Filibuster CartoonsTitle: A Canadian election puzzle (click to view)
Date: April 20, 2011
With less than two weeks to go until the 41st Canadian federal election formally concludes, we're still seeing very few signs that this campaign — which all the nation's parties were oh-so-keen to provoke — will actually be fought over anything substantial. Both the Liberals and Conservatives have promised to keep taxes low and cut government spending, while the NDP and Bloc have offered their standard mix of pie-in-the-sky promises they'll never be called upon to implement. Snore.
With all parties on-script to the point of banality, the only issue capable of driving up any level of substantial passion among the press, parties, and public continues to be the old "coalition government" chestnut, which stubbornly refuses to disappear from the headlines. Though Liberal Leader Ignatieff continues to deny he has any interest in displacing Harper by forming a three-headed Liberal-NDP-Bloc hybrid administration, he nevertheless managed to breathe new life into Conservative conspiracy theories Tuesday when he mused that he'd still be willing to serve as a minority Liberal PM someday, should the Governor General be willing to fire Harper and install him (
hint hint).
Unlike a coalition government, which has never been successfully attempted in Ottawa, the scenario Iggy is describing is a tad more precedented.
In the summer of 1926, Canada's then-governor general, the Viscount Byng of Vimy, unilaterally appointed Tory leader Arthur Meighen as prime minister following a vote of no-confidence against the incumbent Liberal premier, Mackenzie King. Byng's logic was that since Canada had just
had an election a few months earlier, it made more sense to just appoint the leader of the opposition PM, rather than subject the country to another lengthy campaign.
It was the last time in Canadian history that a governor general made an independent decision, and Lord Byng paid a heavy price for it. King allowed Meighen to serve as prime minister for only three months before non-confidence voting
him, and by that point an election was unavoidable. Using Harper-like rhetoric, in the ensuing campaign King argued ferociously that the opposition parties were conspiring with illegitimate royal authority to unjustly subvert a democratically-elected government. When the dust settled, his populist narrative had won him a healthy majority, and Lord Byng was forced to resign from office prematurely, his reputation as a distinguished figurehead tarnished by overzealous political "meddling."

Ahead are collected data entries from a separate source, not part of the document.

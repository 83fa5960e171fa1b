//! Run describe and query operations against an org from the command line.
//!
//! ```sh
//! sf-ops state.json --describe Account --query "SELECT Id, Name FROM Account LIMIT 5"
//! RUST_LOG=sf_ops=debug sf-ops state.json --fake --query "SELECT Id FROM Contact"
//! ```
//!
//! The state file is the job's initial state:
//! `{"configuration": {"loginUrl", "username", "password", "securityToken"}, "data": {}}`.
//! The final state is printed to stdout.

use std::path::PathBuf;
use std::sync::Arc;

use anyhow::Context;
use clap::Parser;
use tracing::info;

use sf_ops::adaptor::{
    describe, execute, query, BoxedOperation, Configuration, Connector, FakeConnection, Session,
};

#[derive(Parser)]
#[command(name = "sf-ops")]
#[command(about = "Run Salesforce operations over a job state")]
struct Cli {
    /// Path to the initial state JSON
    state: PathBuf,

    /// Describe an sObject (repeatable)
    #[arg(long, value_name = "SOBJECT")]
    describe: Vec<String>,

    /// Run a SOQL query (repeatable)
    #[arg(long, value_name = "SOQL")]
    query: Vec<String>,

    /// Use the in-memory connection instead of an org
    #[arg(long)]
    fake: bool,
}

#[tokio::main]
async fn main() -> anyhow::Result<()> {
    tracing_subscriber::fmt()
        .with_env_filter(
            tracing_subscriber::EnvFilter::from_default_env().add_directive("sf_ops=info".parse()?),
        )
        .with_writer(std::io::stderr)
        .init();

    let cli = Cli::parse();

    let content = std::fs::read_to_string(&cli.state)
        .with_context(|| format!("reading {}", cli.state.display()))?;
    let initial: serde_json::Value = serde_json::from_str(&content)
        .with_context(|| format!("parsing {}", cli.state.display()))?;

    let mut operations: Vec<BoxedOperation<Session>> = Vec::new();
    for sobject in cli.describe {
        operations.push(Box::new(describe(sobject)));
    }
    for soql in cli.query {
        operations.push(Box::new(query(soql)));
    }
    info!(operations = operations.len(), fake = cli.fake, "Running job");

    let mut job = execute(operations);
    if cli.fake {
        let connector: Connector = Arc::new(|_: &Configuration| -> sf_ops::adaptor::Result<Session> {
            Ok(Arc::new(FakeConnection::new()) as Session)
        });
        job = job.with_connector(connector);
    }

    let output = job.run_json(initial).await.context("job failed")?;
    println!("{}", serde_json::to_string_pretty(&output)?);
    Ok(())
}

I suspect that our current GG, David Johnston, likes his cushy job too much to get in the middle of a plot as complicated and controversial as the King-Byng affair, an episode that all Canadian students who take Politics 101 are explicitly taught to view as the chaos that can ensue when a governor general Goes Too Far. Yet the fact that there is still all this coyness and uncertainly floating around regarding who exactly gets to be prime minister following an election — a matter that never used to be particularly contested in this country — is nevertheless highly troubling.

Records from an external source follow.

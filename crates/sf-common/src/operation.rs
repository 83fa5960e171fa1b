//! The operation abstraction and its closure adapters.

use std::future::Future;
use std::sync::Arc;

use async_trait::async_trait;

use crate::error::Result;
use crate::state::State;

/// A step in a job: takes the state and produces the next one.
///
/// Synchronous and asynchronous steps share this trait; lift closures with
/// [`operation`] or [`alter_state`].
#[async_trait]
pub trait Operation<C: Send + Sync + 'static>: Send + Sync {
    /// Run the step against `state`.
    async fn apply(&self, state: State<C>) -> Result<State<C>>;
}

/// An operation in a heterogeneous list.
pub type BoxedOperation<C> = Box<dyn Operation<C>>;

#[async_trait]
impl<C, O> Operation<C> for Box<O>
where
    C: Send + Sync + 'static,
    O: Operation<C> + ?Sized,
{
    async fn apply(&self, state: State<C>) -> Result<State<C>> {
        (**self).apply(state).await
    }
}

#[async_trait]
impl<C, O> Operation<C> for Arc<O>
where
    C: Send + Sync + 'static,
    O: Operation<C> + ?Sized,
{
    async fn apply(&self, state: State<C>) -> Result<State<C>> {
        (**self).apply(state).await
    }
}

/// A list of operations runs in order, each one fed the previous result.
#[async_trait]
impl<C> Operation<C> for Vec<BoxedOperation<C>>
where
    C: Send + Sync + 'static,
{
    async fn apply(&self, mut state: State<C>) -> Result<State<C>> {
        for op in self {
            state = op.apply(state).await?;
        }
        Ok(state)
    }
}

/// See [`operation`].
pub struct FnOperation<F>(F);

/// Lift an async closure into an [`Operation`].
pub fn operation<C, F, Fut>(f: F) -> FnOperation<F>
where
    C: Send + Sync + 'static,
    F: Fn(State<C>) -> Fut + Send + Sync,
    Fut: Future<Output = Result<State<C>>> + Send + 'static,
{
    FnOperation(f)
}

#[async_trait]
impl<C, F, Fut> Operation<C> for FnOperation<F>
where
    C: Send + Sync + 'static,
    F: Fn(State<C>) -> Fut + Send + Sync,
    Fut: Future<Output = Result<State<C>>> + Send + 'static,
{
    async fn apply(&self, state: State<C>) -> Result<State<C>> {
        (self.0)(state).await
    }
}

/// See [`alter_state`].
pub struct AlterState<F>(F);

/// Lift a synchronous state transform into an [`Operation`].
pub fn alter_state<C, F>(f: F) -> AlterState<F>
where
    C: Send + Sync + 'static,
    F: Fn(State<C>) -> Result<State<C>> + Send + Sync,
{
    AlterState(f)
}

#[async_trait]
impl<C, F> Operation<C> for AlterState<F>
where
    C: Send + Sync + 'static,
    F: Fn(State<C>) -> Result<State<C>> + Send + Sync,
{
    async fn apply(&self, state: State<C>) -> Result<State<C>> {
        (self.0)(state)
    }
}

/// Build a `Vec` of boxed operations. Nested lists run in place, in order.
///
/// ```rust,ignore
/// let job = steps![
///     create("Account", account_attrs),
///     steps![query("SELECT Id FROM Account"), describe("Contact")],
/// ];
/// ```
#[macro_export]
macro_rules! steps {
    ($($op:expr),* $(,)?) => {
        vec![$(Box::new($op) as $crate::BoxedOperation<_>),*]
    };
}

#[cfg(test)]
mod tests {
    use super::*;
    use crate::error::{Error, ErrorKind};
    use serde_json::{json, Value};

    type S = State<()>;

    fn record(tag: &'static str) -> impl Operation<()> {
        alter_state(move |s: S| Ok(s.push_reference(json!({ "id": tag }))))
    }

    fn ids(state: &S) -> Vec<Value> {
        state.references.iter().map(|r| r["id"].clone()).collect()
    }

    #[tokio::test]
    async fn test_steps_run_in_order() {
        let job: Vec<BoxedOperation<()>> = steps![record("a"), record("b"), record("c")];
        let state = job.apply(S::default()).await.unwrap();
        assert_eq!(ids(&state), vec![json!("c"), json!("b"), json!("a")]);
    }

    #[tokio::test]
    async fn test_nested_steps_flatten() {
        let job: Vec<BoxedOperation<()>> =
            steps![record("a"), steps![record("b"), record("c")], record("d")];
        let state = job.apply(S::default()).await.unwrap();
        assert_eq!(
            ids(&state),
            vec![json!("d"), json!("c"), json!("b"), json!("a")]
        );
    }

    #[tokio::test]
    async fn test_async_closure_operation() {
        let op = operation(|s: S| async move {
            tokio::task::yield_now().await;
            Ok(s.with_data(json!("done")))
        });
        let state = op.apply(S::default()).await.unwrap();
        assert_eq!(state.data, json!("done"));
    }

    #[tokio::test]
    async fn test_error_stops_the_chain() {
        let fail = alter_state(|_: S| Err(Error::new(ErrorKind::Other("boom".into()))));
        let job: Vec<BoxedOperation<()>> = steps![record("a"), fail, record("b")];
        let err = job.apply(S::default()).await.unwrap_err();
        assert_eq!(err.to_string(), "boom");
    }
}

To be fair, in a three party-plus democracy, voting for anyone other than the two strongest parties has always been slurred as wasted ballot, and an indirect vote for the guy you probably want to be in power the least. If you vote NDP in a tight Liberal-Conservative race, for example, you're clearly just splitting the left-wing, anti-Harper vote, and can thus be pretty fairly blamed when his party gets in. But until recently, NDPers (or Bloc voters) could always offer the plausible defense that, no, I have a right to a third option in the race for the leader of Canada, and a vote for my party of choice is a genuine expression of preference. Far from a fringe candidate, according to the polls, Jack Layton is actually an incredibly popular man at the moment, and his bid for the prime minister's seat has become far more aggressive and brazen than that of many NDP leaders past.
Yet paradoxically, the degree to which an NDP vote is actually a vote for Layton as PM has never been more unclear. Of all the party leaders, Layton's been the most unapologetic about being cool with the idea of a Lib-NDP-Bloc coalition, which, if true, means that a vote for the NDP may end up actually being a vote for Prime Minister Ignatieff. Similarly, many of the Quebecers who vote for the Bloc do so on the understanding that their party is a protest one, and won't affect the government of Canada one way or another. Yet if Mr. Duceppe comes out in favor of an all-opposition coalition, as he did in 2008, then suddenly a Bloc vote becomes a vote for Iggy as well.
Harper has done his darndest to exploit this confused state of affairs on the campaign trail, constantly spouting the line that Election 2011 is a simple and stark choice between a majority government for him, or the lunatic zoo of ringmaster Ignatieff.
I suspect Canada will probably end up getting neither; at this point I think the most likely outcome is just another Conservative minority that the opposition parties begrudgingly learn to live with — just as they learned to live with Harper's first two terms. The political and personal risks associated with any alternative arrangement are just too high, not only for Ignatieff, but also Layton, Duceppe, and the Governor General.
It's all the damn
uncertainly, however, that seems to have poisoned Canadian democracy in some fundamental way, and corrupted the once clear cause-and-effect correlation between elections and outcomes. Though no substantial policy issues may have been debated, it's still possible election 2011 will have marked a fundamental change to Canada's political culture from which there will be no turning back.